If the 482Ser risk allele was driven to high frequency in Polynesians by positive selection, we expect its frequency to be relatively high in Polynesians compared to other populations. We previously showed that the 482Ser risk allele is found at unusually high frequency in a sample of Polynesians compared to a sample of highland New Guineans . Here we extend the genotyping of this SNP to a worldwide sample and find that the highest frequencies of the 482Ser risk allele worldwide are indeed observed in Polynesian populations (Figure 2). One striking feature of the worldwide risk allele frequency distribution is the almost complete absence of the risk allele in Africa: we observe only three Gly482Ser heterozygotes out of 106 African individuals resulting in an allele frequency of only 0.01 in Africa (Figure 2 and Additional File 1, Table S1). Outside of Africa, the risk allele is generally found at intermediate frequencies: 0.36 in Europe; 0.33 in the Middle East; 0.27 in Central and South Asia; 0.39 in East Asia; and 0.25 in the Americas. The exception to this pattern is in Oceania where only a single heterozygote from Bougainville was observed among 53 Melanesians while the risk allele is found at a frequency of 0.69 among Polynesians (Figure 2 and Additional File 1, Table S1). The highest frequency of the risk allele worldwide is 0.85 and is found in Western Samoan and Niue Islanders. Such a striking difference in frequency between Melanesians and Polynesians is consistent with our previous observations  and suggests that local positive selection may be responsible for the increase in frequency of the risk allele in Polynesians. Alternatively, the non-risk allele may have gone to fixation due to selection in Melanesians. To determine whether the observed pattern is in fact due to positive selection, or whether it is the result of demographic effects such as a population bottleneck , will require more formal tests of selection at this locus.
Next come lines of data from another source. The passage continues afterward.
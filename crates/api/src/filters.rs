//! Filter-strategy selection for the show and band list endpoints.
//!
//! Each list endpoint resolves its query parameters into exactly one
//! variant up front; the handler then dispatches on the variant.

use chrono_tz::Tz;
use setlist_core::dates::DateRange;
use setlist_core::error::CoreError;
use setlist_core::types::Timestamp;

use crate::query::{non_blank, BandListParams, ShowListParams};

pub const FILTER_TONIGHT: &str = "tonight";
pub const FILTER_THIS_WEEKEND: &str = "this-weekend";
pub const FILTER_FREE: &str = "free";

/// Strategy for `GET /api/shows`, in priority order.
#[derive(Debug, Clone, PartialEq)]
pub enum ShowFilter {
    Tonight,
    ThisWeekend,
    Free,
    Venues(Vec<String>),
    Regions(Vec<String>),
    Genres(Vec<String>),
    DateRange(DateRange),
    Upcoming,
}

impl ShowFilter {
    /// Pick the first applicable strategy.
    ///
    /// An unrecognised `filter` value is ignored. Date bounds are only
    /// parsed (and can only fail) when no earlier strategy applies.
    pub fn resolve(params: &ShowListParams, now: Timestamp, tz: Tz) -> Result<Self, CoreError> {
        match params.filter.as_deref().map(str::trim) {
            Some(FILTER_TONIGHT) => return Ok(Self::Tonight),
            Some(FILTER_THIS_WEEKEND) => return Ok(Self::ThisWeekend),
            Some(FILTER_FREE) => return Ok(Self::Free),
            _ => {}
        }

        let venues = non_blank(&params.venue);
        if !venues.is_empty() {
            return Ok(Self::Venues(venues));
        }

        let regions = non_blank(&params.region);
        if !regions.is_empty() {
            return Ok(Self::Regions(regions));
        }

        let genres = non_blank(&params.genre);
        if !genres.is_empty() {
            return Ok(Self::Genres(genres));
        }

        let date_from = non_empty(params.date_from.as_deref());
        let date_to = non_empty(params.date_to.as_deref());
        if date_from.is_some() || date_to.is_some() {
            return DateRange::resolve(date_from, date_to, now, tz).map(Self::DateRange);
        }

        Ok(Self::Upcoming)
    }
}

/// Strategy for `GET /api/bands`, in priority order.
#[derive(Debug, Clone, PartialEq, Eq)]
pub enum BandFilter {
    Search(String),
    Genres(Vec<String>),
    All,
}

impl BandFilter {
    pub fn resolve(params: &BandListParams) -> Self {
        if let Some(q) = non_empty(params.q.as_deref()) {
            return Self::Search(q.to_string());
        }

        let genres = non_blank(&params.genre);
        if !genres.is_empty() {
            return Self::Genres(genres);
        }

        Self::All
    }
}

fn non_empty(raw: Option<&str>) -> Option<&str> {
    raw.map(str::trim).filter(|s| !s.is_empty())
}
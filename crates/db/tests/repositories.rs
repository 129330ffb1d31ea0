//! Integration tests for the repository layer against a real database.

use chrono::{Duration, Utc};
use setlist_core::types::{DbId, Timestamp};
use setlist_db::models::show::CreateShow;
use setlist_db::repositories::{BandRepo, GenreRepo, SearchRepo, ShowRepo, VenueRepo};
use sqlx::PgPool;

// ---------------------------------------------------------------------------
// Helpers
// ---------------------------------------------------------------------------

async fn insert_venue(pool: &PgPool, name: &str, slug: &str, region: &str) -> DbId {
    sqlx::query_scalar("INSERT INTO venues (name, slug, region) VALUES ($1, $2, $3) RETURNING id")
        .bind(name)
        .bind(slug)
        .bind(region)
        .fetch_one(pool)
        .await
        .unwrap()
}

async fn insert_band(pool: &PgPool, name: &str, slug: &str) -> DbId {
    sqlx::query_scalar("INSERT INTO bands (name, slug) VALUES ($1, $2) RETURNING id")
        .bind(name)
        .bind(slug)
        .fetch_one(pool)
        .await
        .unwrap()
}

async fn insert_genre(pool: &PgPool, name: &str, slug: &str) -> DbId {
    sqlx::query_scalar("INSERT INTO genres (name, slug) VALUES ($1, $2) RETURNING id")
        .bind(name)
        .bind(slug)
        .fetch_one(pool)
        .await
        .unwrap()
}

async fn tag_band(pool: &PgPool, band_id: DbId, genre_id: DbId) {
    sqlx::query("INSERT INTO band_genres (band_id, genre_id) VALUES ($1, $2)")
        .bind(band_id)
        .bind(genre_id)
        .execute(pool)
        .await
        .unwrap();
}

async fn insert_show(
    pool: &PgPool,
    venue_id: DbId,
    title: &str,
    date: Timestamp,
    price_min: Option<f64>,
) -> DbId {
    ShowRepo::create(
        pool,
        &CreateShow {
            venue_id,
            title: Some(title.to_string()),
            image_url: None,
            date,
            doors_time: None,
            show_time: None,
            price_min,
            price_max: price_min,
            ticket_url: None,
            age_restriction: None,
            status: "scheduled".to_string(),
            source: "manual".to_string(),
        },
    )
    .await
    .unwrap()
    .id
}

// ---------------------------------------------------------------------------
// Pool
// ---------------------------------------------------------------------------

#[sqlx::test(migrations = "./migrations")]
async fn health_check_succeeds(pool: PgPool) {
    setlist_db::health_check(&pool).await.unwrap();
}

// ---------------------------------------------------------------------------
// Show lists
// ---------------------------------------------------------------------------

#[sqlx::test(migrations = "./migrations")]
async fn upcoming_excludes_past_and_reports_total(pool: PgPool) {
    let now = Utc::now();
    let venue = insert_venue(&pool, "Orange Peel", "orange-peel", "Downtown").await;
    insert_show(&pool, venue, "Last week", now - Duration::days(7), None).await;
    let first = insert_show(&pool, venue, "Tomorrow", now + Duration::days(1), None).await;
    insert_show(&pool, venue, "Next week", now + Duration::days(7), None).await;

    let rows = ShowRepo::list_upcoming(&pool, now, 1, 0).await.unwrap();
    assert_eq!(rows.len(), 1);
    assert_eq!(rows[0].total_count, 2);
    assert_eq!(rows[0].show.id, first);
    assert_eq!(rows[0].show.venue_slug, "orange-peel");
}

#[sqlx::test(migrations = "./migrations")]
async fn free_filter_keeps_unpriced_and_zero_priced(pool: PgPool) {
    let now = Utc::now();
    let venue = insert_venue(&pool, "Grey Eagle", "grey-eagle", "West").await;
    let unpriced = insert_show(&pool, venue, "Unpriced", now + Duration::days(1), None).await;
    let zero = insert_show(&pool, venue, "Zero", now + Duration::days(2), Some(0.0)).await;
    insert_show(&pool, venue, "Paid", now + Duration::days(3), Some(15.0)).await;

    let rows = ShowRepo::list_free(&pool, now, 50, 0).await.unwrap();
    let ids: Vec<DbId> = rows.iter().map(|r| r.show.id).collect();
    assert_eq!(ids, vec![unpriced, zero]);
}

#[sqlx::test(migrations = "./migrations")]
async fn prices_round_trip_as_floats(pool: PgPool) {
    let now = Utc::now();
    let venue = insert_venue(&pool, "Grey Eagle", "grey-eagle", "West").await;
    let id = insert_show(&pool, venue, "Paid", now + Duration::days(3), Some(12.5)).await;

    let row = ShowRepo::find_detail(&pool, id).await.unwrap().unwrap();
    assert_eq!(row.price_min, Some(12.5));
    assert_eq!(row.price_max, Some(12.5));
}

#[sqlx::test(migrations = "./migrations")]
async fn venue_and_region_filters_are_or_semantics(pool: PgPool) {
    let now = Utc::now();
    let a = insert_venue(&pool, "A", "a", "Downtown").await;
    let b = insert_venue(&pool, "B", "b", "West").await;
    let c = insert_venue(&pool, "C", "c", "South").await;
    insert_show(&pool, a, "At A", now + Duration::days(1), None).await;
    insert_show(&pool, b, "At B", now + Duration::days(2), None).await;
    insert_show(&pool, c, "At C", now + Duration::days(3), None).await;

    let slugs = vec!["a".to_string(), "c".to_string()];
    let rows = ShowRepo::list_by_venues(&pool, now, &slugs, 50, 0).await.unwrap();
    assert_eq!(rows.len(), 2);
    assert_eq!(rows[0].total_count, 2);

    let regions = vec!["West".to_string()];
    let rows = ShowRepo::list_by_regions(&pool, now, &regions, 50, 0).await.unwrap();
    assert_eq!(rows.len(), 1);
    assert_eq!(rows[0].show.title.as_deref(), Some("At B"));
}

#[sqlx::test(migrations = "./migrations")]
async fn genre_filter_counts_each_show_once(pool: PgPool) {
    let now = Utc::now();
    let venue = insert_venue(&pool, "Orange Peel", "orange-peel", "Downtown").await;
    let rock = insert_genre(&pool, "Rock", "rock").await;
    let punk = insert_genre(&pool, "Punk", "punk").await;
    let band_a = insert_band(&pool, "Alpha", "alpha").await;
    let band_b = insert_band(&pool, "Bravo", "bravo").await;
    tag_band(&pool, band_a, rock).await;
    tag_band(&pool, band_b, punk).await;

    let show = insert_show(&pool, venue, "Double bill", now + Duration::days(1), None).await;
    ShowRepo::link_band(&pool, show, band_a, true, 1).await.unwrap();
    ShowRepo::link_band(&pool, show, band_b, false, 0).await.unwrap();
    insert_show(&pool, venue, "No bands", now + Duration::days(2), None).await;

    let slugs = vec!["rock".to_string(), "punk".to_string()];
    let rows = ShowRepo::list_by_genres(&pool, now, &slugs, 50, 0).await.unwrap();
    let total = ShowRepo::count_by_genres(&pool, now, &slugs).await.unwrap();
    assert_eq!(rows.len(), 1);
    assert_eq!(total, 1);
}

#[sqlx::test(migrations = "./migrations")]
async fn lineups_are_ordered_by_performance_then_id(pool: PgPool) {
    let now = Utc::now();
    let venue = insert_venue(&pool, "Orange Peel", "orange-peel", "Downtown").await;
    let opener = insert_band(&pool, "Opener", "opener").await;
    let headliner = insert_band(&pool, "Headliner", "headliner").await;
    let tied = insert_band(&pool, "Tied", "tied").await;
    let show = insert_show(&pool, venue, "Bill", now + Duration::days(1), None).await;
    let empty = insert_show(&pool, venue, "Empty", now + Duration::days(2), None).await;

    ShowRepo::link_band(&pool, show, headliner, true, 2).await.unwrap();
    ShowRepo::link_band(&pool, show, tied, false, 1).await.unwrap();
    ShowRepo::link_band(&pool, show, opener, false, 1).await.unwrap();

    let rows = ShowRepo::bands_for_shows(&pool, &[show, empty]).await.unwrap();
    let order: Vec<DbId> = rows.iter().map(|r| r.band.id).collect();
    assert_eq!(order, vec![opener, tied, headliner]);
    assert!(rows.iter().all(|r| r.show_id == show));
    assert!(rows[2].band.is_headliner);
}

#[sqlx::test(migrations = "./migrations")]
async fn duplicate_lineup_entry_is_rejected(pool: PgPool) {
    let now = Utc::now();
    let venue = insert_venue(&pool, "Orange Peel", "orange-peel", "Downtown").await;
    let band = insert_band(&pool, "Alpha", "alpha").await;
    let show = insert_show(&pool, venue, "Bill", now + Duration::days(1), None).await;

    ShowRepo::link_band(&pool, show, band, true, 0).await.unwrap();
    assert!(ShowRepo::link_band(&pool, show, band, false, 1).await.is_err());
}

// ---------------------------------------------------------------------------
// Bands
// ---------------------------------------------------------------------------

#[sqlx::test(migrations = "./migrations")]
async fn create_with_unique_slug_suffixes_collisions(pool: PgPool) {
    insert_band(&pool, "The Owls", "the-owls").await;

    let created = BandRepo::create_with_unique_slug(&pool, "The  Owls!")
        .await
        .unwrap()
        .unwrap();
    assert_eq!(created.slug, "the-owls-2");
    assert_eq!(created.name, "The  Owls!");

    let third = BandRepo::create_with_unique_slug(&pool, "the owls")
        .await
        .unwrap()
        .unwrap();
    assert_eq!(third.slug, "the-owls-3");
}

#[sqlx::test(migrations = "./migrations")]
async fn find_by_name_is_exact(pool: PgPool) {
    let id = insert_band(&pool, "Moss", "moss").await;

    let found = BandRepo::find_by_name(&pool, "Moss").await.unwrap().unwrap();
    assert_eq!(found.id, id);
    assert!(BandRepo::find_by_name(&pool, "moss").await.unwrap().is_none());
}

#[sqlx::test(migrations = "./migrations")]
async fn similar_bands_rank_by_shared_genres(pool: PgPool) {
    let rock = insert_genre(&pool, "Rock", "rock").await;
    let punk = insert_genre(&pool, "Punk", "punk").await;
    let folk = insert_genre(&pool, "Folk", "folk").await;

    let source = insert_band(&pool, "Source", "source").await;
    let close = insert_band(&pool, "Close", "close").await;
    let distant = insert_band(&pool, "Distant", "distant").await;
    let unrelated = insert_band(&pool, "Unrelated", "unrelated").await;

    tag_band(&pool, source, rock).await;
    tag_band(&pool, source, punk).await;
    tag_band(&pool, close, rock).await;
    tag_band(&pool, close, punk).await;
    tag_band(&pool, distant, punk).await;
    tag_band(&pool, unrelated, folk).await;

    let similar = BandRepo::similar(&pool, source, 10).await.unwrap();
    let ids: Vec<DbId> = similar.iter().map(|b| b.id).collect();
    assert_eq!(ids, vec![close, distant]);
    assert_eq!(similar[0].shared_genre_count, 2);
    assert_eq!(similar[1].shared_genre_count, 1);
}

#[sqlx::test(migrations = "./migrations")]
async fn band_search_matches_hometown(pool: PgPool) {
    sqlx::query("INSERT INTO bands (name, slug, hometown) VALUES ('Moss', 'moss', 'Asheville')")
        .execute(&pool)
        .await
        .unwrap();
    insert_band(&pool, "Elsewhere", "elsewhere").await;

    let rows = BandRepo::search(&pool, "asheville", 50, 0).await.unwrap();
    assert_eq!(rows.len(), 1);
    assert_eq!(rows[0].band.slug, "moss");
    assert_eq!(rows[0].total_count, 1);
}

// ---------------------------------------------------------------------------
// Genres and venues
// ---------------------------------------------------------------------------

#[sqlx::test(migrations = "./migrations")]
async fn genre_show_count_is_distinct(pool: PgPool) {
    let now = Utc::now();
    let venue = insert_venue(&pool, "Orange Peel", "orange-peel", "Downtown").await;
    let rock = insert_genre(&pool, "Rock", "rock").await;
    insert_genre(&pool, "Jazz", "jazz").await;
    let a = insert_band(&pool, "Alpha", "alpha").await;
    let b = insert_band(&pool, "Bravo", "bravo").await;
    tag_band(&pool, a, rock).await;
    tag_band(&pool, b, rock).await;

    let show = insert_show(&pool, venue, "Bill", now + Duration::days(1), None).await;
    ShowRepo::link_band(&pool, show, a, true, 0).await.unwrap();
    ShowRepo::link_band(&pool, show, b, false, 1).await.unwrap();

    let genres = GenreRepo::list_with_show_counts(&pool).await.unwrap();
    let jazz = genres.iter().find(|g| g.slug == "jazz").unwrap();
    let rock = genres.iter().find(|g| g.slug == "rock").unwrap();
    assert_eq!(jazz.show_count, 0);
    assert_eq!(rock.show_count, 1);
}

#[sqlx::test(migrations = "./migrations")]
async fn venue_list_counts_only_upcoming_shows(pool: PgPool) {
    let now = Utc::now();
    let venue = insert_venue(&pool, "Orange Peel", "orange-peel", "Downtown").await;
    insert_show(&pool, venue, "Past", now - Duration::days(1), None).await;
    insert_show(&pool, venue, "Future", now + Duration::days(1), None).await;

    let venues = VenueRepo::list(&pool, now).await.unwrap();
    assert_eq!(venues.len(), 1);
    assert_eq!(venues[0].upcoming_show_count, 1);

    assert!(VenueRepo::exists(&pool, venue).await.unwrap());
    assert!(!VenueRepo::exists(&pool, venue + 1000).await.unwrap());
}

// ---------------------------------------------------------------------------
// Search
// ---------------------------------------------------------------------------

#[sqlx::test(migrations = "./migrations")]
async fn show_search_matches_linked_band_names(pool: PgPool) {
    let now = Utc::now();
    let venue = insert_venue(&pool, "Orange Peel", "orange-peel", "Downtown").await;
    let band = insert_band(&pool, "Thunderclap", "thunderclap").await;
    let show = insert_show(&pool, venue, "Friday night", now + Duration::days(1), None).await;
    ShowRepo::link_band(&pool, show, band, true, 0).await.unwrap();

    let shows = SearchRepo::shows(&pool, "thunderclap", now, 20).await.unwrap();
    assert_eq!(shows.len(), 1);
    assert_eq!(shows[0].id, show);
    assert_eq!(shows[0].venue_name, "Orange Peel");

    let venues = SearchRepo::venues(&pool, "downtown", 20).await.unwrap();
    assert_eq!(venues.len(), 1);

    let bands = SearchRepo::bands(&pool, "nothing-matches-this", 20).await.unwrap();
    assert!(bands.is_empty());
}
//! Route definitions for bands.

use axum::routing::get;
use axum::Router;

use crate::handlers::bands;
use crate::state::AppState;

/// Band routes mounted at `/bands`.
///
/// ```text
/// GET    /                  -> list_bands
/// GET    /{slug}            -> get_band
/// GET    /{slug}/similar    -> similar_bands
/// ```
pub fn router() -> Router<AppState> {
    Router::new()
        .route("/", get(bands::list_bands))
        .route("/{slug}", get(bands::get_band))
        .route("/{slug}/similar", get(bands::similar_bands))
}
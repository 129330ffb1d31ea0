use axum::routing::get;
use axum::Router;

use crate::handlers::search;
use crate::state::AppState;

/// Search routes mounted at `/search`.
pub fn router() -> Router<AppState> {
    Router::new().route("/", get(search::search))
}
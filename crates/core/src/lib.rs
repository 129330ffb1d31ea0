//! Domain logic for the events directory: no I/O, no framework types.

pub mod dates;
pub mod error;
pub mod limits;
pub mod pagination;
pub mod search;
pub mod similarity;
pub mod slug;
pub mod submission;
pub mod types;
//! Handlers for show listing and show detail.

use axum::extract::{Path, State};
use axum::response::IntoResponse;
use axum::Json;
use axum_extra::extract::{Query, QueryRejection};
use chrono::Utc;
use chrono_tz::Tz;
use setlist_core::dates::{tonight_window, weekend_window, DateRange};
use setlist_core::error::CoreError;
use setlist_core::pagination::PageRequest;
use setlist_core::types::{DbId, Timestamp};
use setlist_db::models::show::{ShowDetail, ShowListItem};
use setlist_db::repositories::ShowRepo;
use sqlx::PgPool;

use crate::converters::{into_page, into_window};
use crate::enrichment::{attach_genres, attach_lineups};
use crate::error::{AppResult, QueryContext};
use crate::filters::ShowFilter;
use crate::query::{page_request, ShowListParams};
use crate::response::DataResponse;
use crate::state::AppState;

// ---------------------------------------------------------------------------
// List
// ---------------------------------------------------------------------------

/// GET /api/shows
///
/// Dispatches on the resolved [`ShowFilter`]. The `tonight` and
/// `this-weekend` presets return every match and report its size as `total`.
pub async fn list_shows(
    State(state): State<AppState>,
    query: Result<Query<ShowListParams>, QueryRejection>,
) -> AppResult<impl IntoResponse> {
    let Query(params) = query?;
    let page = page_request(params.page.as_deref(), params.per_page.as_deref())?;
    let now = Utc::now();
    let filter = ShowFilter::resolve(&params, now, state.config.timezone)?;

    let (mut shows, total) =
        fetch_shows(&state.pool, &filter, page, now, state.config.timezone).await?;
    attach_lineups(&state.pool, &mut shows).await;

    tracing::debug!(?filter, count = shows.len(), total, "Listed shows");

    Ok(Json(DataResponse::paginated(shows, page, total)))
}

async fn fetch_shows(
    pool: &PgPool,
    filter: &ShowFilter,
    page: PageRequest,
    now: Timestamp,
    tz: Tz,
) -> AppResult<(Vec<ShowListItem>, i64)> {
    let (limit, offset) = (page.limit(), page.offset());

    let result = match filter {
        ShowFilter::Tonight => {
            let DateRange { from, to } = tonight_window(now, tz);
            into_window(
                ShowRepo::list_in_window(pool, from, to)
                    .await
                    .context("list shows tonight")?,
            )
        }
        ShowFilter::ThisWeekend => {
            let DateRange { from, to } = weekend_window(now, tz);
            into_window(
                ShowRepo::list_in_window(pool, from, to)
                    .await
                    .context("list shows this weekend")?,
            )
        }
        ShowFilter::Free => into_page(
            ShowRepo::list_free(pool, now, limit, offset)
                .await
                .context("list free shows")?,
        ),
        ShowFilter::Venues(slugs) => into_page(
            ShowRepo::list_by_venues(pool, now, slugs, limit, offset)
                .await
                .context("list shows by venue")?,
        ),
        ShowFilter::Regions(regions) => into_page(
            ShowRepo::list_by_regions(pool, now, regions, limit, offset)
                .await
                .context("list shows by region")?,
        ),
        ShowFilter::Genres(slugs) => {
            let rows = ShowRepo::list_by_genres(pool, now, slugs, limit, offset)
                .await
                .context("list shows by genre")?;
            let total = ShowRepo::count_by_genres(pool, now, slugs)
                .await
                .context("count shows by genre")?;
            (rows.into_iter().map(ShowListItem::from).collect(), total)
        }
        ShowFilter::DateRange(range) => into_page(
            ShowRepo::list_by_date_range(pool, range.from, range.to, limit, offset)
                .await
                .context("list shows by date range")?,
        ),
        ShowFilter::Upcoming => into_page(
            ShowRepo::list_upcoming(pool, now, limit, offset)
                .await
                .context("list upcoming shows")?,
        ),
    };

    Ok(result)
}

// ---------------------------------------------------------------------------
// Detail
// ---------------------------------------------------------------------------

/// GET /api/shows/{id}
pub async fn get_show(
    State(state): State<AppState>,
    Path(raw_id): Path<String>,
) -> AppResult<impl IntoResponse> {
    let id = parse_id(&raw_id)?;

    let row = ShowRepo::find_detail(&state.pool, id)
        .await
        .context("get show")?
        .ok_or(CoreError::not_found("Show"))?;

    let mut bands = ShowRepo::lineup(&state.pool, id)
        .await
        .context("get show lineup")?;
    attach_genres(&state.pool, &mut bands).await;

    Ok(Json(DataResponse::new(ShowDetail::from_row(row, bands))))
}

/// Show ids arrive as raw path segments so a non-integer id yields an
/// `INVALID_PARAMETER` envelope instead of an extractor rejection.
fn parse_id(raw: &str) -> Result<DbId, CoreError> {
    raw.trim()
        .parse::<DbId>()
        .map_err(|_| CoreError::invalid_param("id", "must be a valid integer"))
}
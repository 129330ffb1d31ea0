//! Handler for band-submitted show listings.
//!
//! The request is validated field by field in a fixed order so the first
//! violation is the one reported. Once the show row exists, each band is
//! resolved and linked independently: a band that cannot be created or
//! linked is logged and skipped, and the show is still returned as created.

use axum::extract::rejection::JsonRejection;
use axum::extract::State;
use axum::http::StatusCode;
use axum::response::IntoResponse;
use axum::Json;
use chrono::Utc;
use serde::{Deserialize, Serialize};
use serde_json::json;
use setlist_core::dates::{parse_show_date, parse_time_of_day};
use setlist_core::error::CoreError;
use setlist_core::submission::{
    ensure_future, validate_age_restriction, validate_band_names, validate_prices,
    SOURCE_BAND_SUBMITTED, STATUS_SCHEDULED,
};
use setlist_core::types::DbId;
use setlist_db::models::show::CreateShow;
use setlist_db::repositories::{BandRepo, ShowRepo, VenueRepo};
use sqlx::PgPool;
use validator::Validate;

use crate::error::{AppResult, QueryContext};
use crate::state::AppState;

/// Request body for `POST /api/shows`.
#[derive(Debug, Deserialize, Validate)]
pub struct CreateShowRequest {
    #[validate(range(min = 1, message = "venue_id is required"))]
    pub venue_id: DbId,
    #[validate(length(min = 1, message = "date is required"))]
    pub date: String,
    pub image_url: Option<String>,
    pub doors_time: Option<String>,
    pub show_time: Option<String>,
    pub price_min: Option<f64>,
    pub price_max: Option<f64>,
    pub ticket_url: Option<String>,
    pub age_restriction: Option<String>,
    #[validate(length(min = 1, message = "at least one band is required"))]
    pub bands: Vec<CreateShowBand>,
}

/// One lineup entry of a submission. `Serialize` lets validation errors
/// echo the rejected value.
#[derive(Debug, Deserialize, Serialize)]
pub struct CreateShowBand {
    pub name: String,
    pub is_headliner: Option<bool>,
    pub performance_order: Option<i32>,
}

/// POST /api/shows
pub async fn create_show(
    State(state): State<AppState>,
    payload: Result<Json<CreateShowRequest>, JsonRejection>,
) -> AppResult<impl IntoResponse> {
    let Json(req) = payload?;
    req.validate().map_err(|e| {
        CoreError::validation("Invalid request body", json!({ "error": e.to_string() }))
    })?;

    let pool = &state.pool;

    let venue_exists = VenueRepo::exists(pool, req.venue_id)
        .await
        .context("check venue exists")?;
    if !venue_exists {
        return Err(CoreError::not_found("Venue").into());
    }

    let date = parse_show_date(&req.date, state.config.timezone)?;
    ensure_future(date, Utc::now())?;
    validate_prices(req.price_min, req.price_max)?;
    validate_age_restriction(req.age_restriction.as_deref())?;
    validate_band_names(req.bands.iter().map(|b| b.name.as_str()))?;

    let input = CreateShow {
        venue_id: req.venue_id,
        title: None,
        image_url: req.image_url,
        date,
        doors_time: parse_time_of_day(req.doors_time.as_deref()),
        show_time: parse_time_of_day(req.show_time.as_deref()),
        price_min: req.price_min,
        price_max: req.price_max,
        ticket_url: req.ticket_url,
        age_restriction: req.age_restriction,
        status: STATUS_SCHEDULED.to_string(),
        source: SOURCE_BAND_SUBMITTED.to_string(),
    };

    let created = ShowRepo::create(pool, &input).await.context("create show")?;

    let mut linked = 0usize;
    for band in &req.bands {
        if link_submitted_band(pool, created.id, band).await {
            linked += 1;
        }
    }

    tracing::info!(
        show_id = created.id,
        venue_id = input.venue_id,
        bands = req.bands.len(),
        linked,
        "Show submitted",
    );

    Ok((StatusCode::CREATED, Json(created)))
}

/// Resolve a band by exact name (creating it if absent) and add it to the
/// show. Returns whether the band ended up on the lineup.
async fn link_submitted_band(pool: &PgPool, show_id: DbId, band: &CreateShowBand) -> bool {
    let name = band.name.trim();

    let Some(band_id) = find_or_create_band(pool, name).await else {
        return false;
    };

    let is_headliner = band.is_headliner.unwrap_or(false);
    let performance_order = band.performance_order.unwrap_or(0);

    match ShowRepo::link_band(pool, show_id, band_id, is_headliner, performance_order).await {
        Ok(()) => true,
        Err(e) => {
            tracing::error!(show_id, band_id, error = %e, "Failed to link band to show");
            false
        }
    }
}

async fn find_or_create_band(pool: &PgPool, name: &str) -> Option<DbId> {
    match BandRepo::find_by_name(pool, name).await {
        Ok(Some(existing)) => return Some(existing.id),
        Ok(None) => {}
        Err(e) => {
            tracing::error!(name, error = %e, "Failed to look up band");
            return None;
        }
    }

    match BandRepo::create_with_unique_slug(pool, name).await {
        Ok(Some(created)) => {
            tracing::debug!(band_id = created.id, slug = %created.slug, "Created band");
            Some(created.id)
        }
        Ok(None) => {
            tracing::error!(name, "Failed to create band: no free slug");
            None
        }
        Err(e) => {
            tracing::error!(name, error = %e, "Failed to create band");
            None
        }
    }
}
It is worth noting that the search for thrifty alleles in Polynesians has not been restricted to the PPARGC1A gene. For example, it was recently shown that the Q223R (rs1137101) variant in the leptin receptor gene (LEPR) is associated with BMI and obesity in Pacific Islanders and thus represents a candidate thrifty locus . However, the frequency of the 223Q risk allele in Polynesians (0.10) is relatively low: 40 of 54 worldwide populations have higher frequencies of the risk allele than Polynesians . This observation suggests that the 223Q risk allele in LEPR did not rise in frequency in the Pacific due to selection and is thus unlikely to account for the unusually high prevalence of T2DM and obesity-related phenotypes in Polynesians.
The FTO gene was also evaluated as a candidate thrifty gene in Polynesians. Recent GWA studies conducted in populations of European origin have identified several SNPs associated with BMI in the FTO gene [52–54]. In Pacific populations, however, no association was detected between FTO risk alleles and BMI . In addition, the FTO risk alleles are not at unusually high frequency in the Pacific . These observations suggest that FTO is also unlikely to be a thrifty gene in Pacific populations.